# RECORDED DATA
-----

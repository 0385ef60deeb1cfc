use anyhow::{Context, Result};
use classroster::models::{MemberQuery, NewExplanation, NewMember};
use classroster::store::{init_database_schema, PgStore, RecordStore};
use sqlx::PgPool;
use std::env;

/// Helper macro to skip tests when database is not available
macro_rules! skip_if_no_db {
    ($test_fn:expr) => {
        match setup_test_db().await {
            Ok(pool) => $test_fn(&pool).await,
            Err(_) => {
                eprintln!("Skipping test: Database not available");
                Ok(())
            }
        }
    };
}

async fn setup_test_db() -> Result<PgPool> {
    let database_url = match env::var("DATABASE_URL") {
        Ok(url) => url,
        Err(_) => {
            eprintln!("Skipping database tests: DATABASE_URL not set");
            return Err(anyhow::anyhow!("Test database not configured"));
        }
    };

    let pool = PgPool::connect(&database_url)
        .await
        .context("Failed to connect to test database")?;

    for table in ["members", "explanations", "group_members"] {
        sqlx::query(&format!("DROP TABLE IF EXISTS {table} CASCADE"))
            .execute(&pool)
            .await?;
    }

    init_database_schema(&pool).await?;

    Ok(pool)
}

fn new_member(scope_id: Option<i64>, name: &str, class: &str, age: i64) -> NewMember {
    NewMember {
        scope_id,
        first_name: name.to_string(),
        class_name: class.to_string(),
        age,
        added_by: 42,
    }
}

#[tokio::test]
async fn test_member_operations() -> Result<()> {
    skip_if_no_db!(test_member_operations_impl)
}

async fn test_member_operations_impl(pool: &PgPool) -> Result<()> {
    let store = PgStore::from_pool(pool.clone());

    let first = store
        .insert_member(&new_member(Some(-100), "Swayam", "BTECH", 18))
        .await?;
    assert!(first.id > 0);
    assert_eq!(first.class_name, "BTECH");
    assert!(first.created_at.is_some());

    let second = store
        .insert_member(&new_member(Some(-100), "Asha", "btech", 20))
        .await?;
    assert!(second.id > first.id);

    store
        .insert_member(&new_member(Some(-100), "Bala", "MTECH", 22))
        .await?;
    store
        .insert_member(&new_member(Some(-200), "Chen", "BTECH", 19))
        .await?;

    // Class match ignores case and stays within the scope
    let btech = store
        .find_members(&MemberQuery {
            scope_id: Some(-100),
            class_name: Some("Btech".to_string()),
        })
        .await?;
    let names: Vec<&str> = btech.iter().map(|m| m.first_name.as_str()).collect();
    assert_eq!(names, vec!["Swayam", "Asha"]);

    let everyone = store.find_members(&MemberQuery::default()).await?;
    assert_eq!(everyone.len(), 4);

    let other_chat = store
        .find_members(&MemberQuery {
            scope_id: Some(-200),
            class_name: None,
        })
        .await?;
    assert_eq!(other_chat.len(), 1);

    Ok(())
}

#[tokio::test]
async fn test_age_constraint() -> Result<()> {
    skip_if_no_db!(test_age_constraint_impl)
}

async fn test_age_constraint_impl(pool: &PgPool) -> Result<()> {
    let store = PgStore::from_pool(pool.clone());

    let result = store
        .insert_member(&new_member(None, "Old", "BTECH", 121))
        .await;
    assert!(result.is_err());

    Ok(())
}

#[tokio::test]
async fn test_explanation_and_roster() -> Result<()> {
    skip_if_no_db!(test_explanation_and_roster_impl)
}

async fn test_explanation_and_roster_impl(pool: &PgPool) -> Result<()> {
    let store = PgStore::from_pool(pool.clone());

    let id = store
        .insert_explanation(&NewExplanation {
            topic: "Black holes".to_string(),
            word_limit: 50,
            user_id: 42,
            scope_id: Some(-100),
            response: "A region where gravity wins.".to_string(),
        })
        .await?;
    assert!(id > 0);

    assert!(store.list_roster(-100).await?.is_empty());

    sqlx::query("INSERT INTO group_members (scope_id, user_id) VALUES ($1, $2), ($1, $3), ($4, $2)")
        .bind(-100_i64)
        .bind(5_i64)
        .bind(6_i64)
        .bind(-200_i64)
        .execute(pool)
        .await?;

    let roster = store.list_roster(-100).await?;
    let mut ids: Vec<i64> = roster.iter().map(|e| e.user_id).collect();
    ids.sort();
    assert_eq!(ids, vec![5, 6]);

    Ok(())
}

-----

# INSTRUCTIONS TO FOLLOW
Reproduce every line in the data that has the word "names" in it.

# EXERCISE RESULT
    let names: Vec<&str> = btech.iter().map(|m| m.first_name.as_str()).collect();
    assert_eq!(names, vec!["Swayam", "Asha"]);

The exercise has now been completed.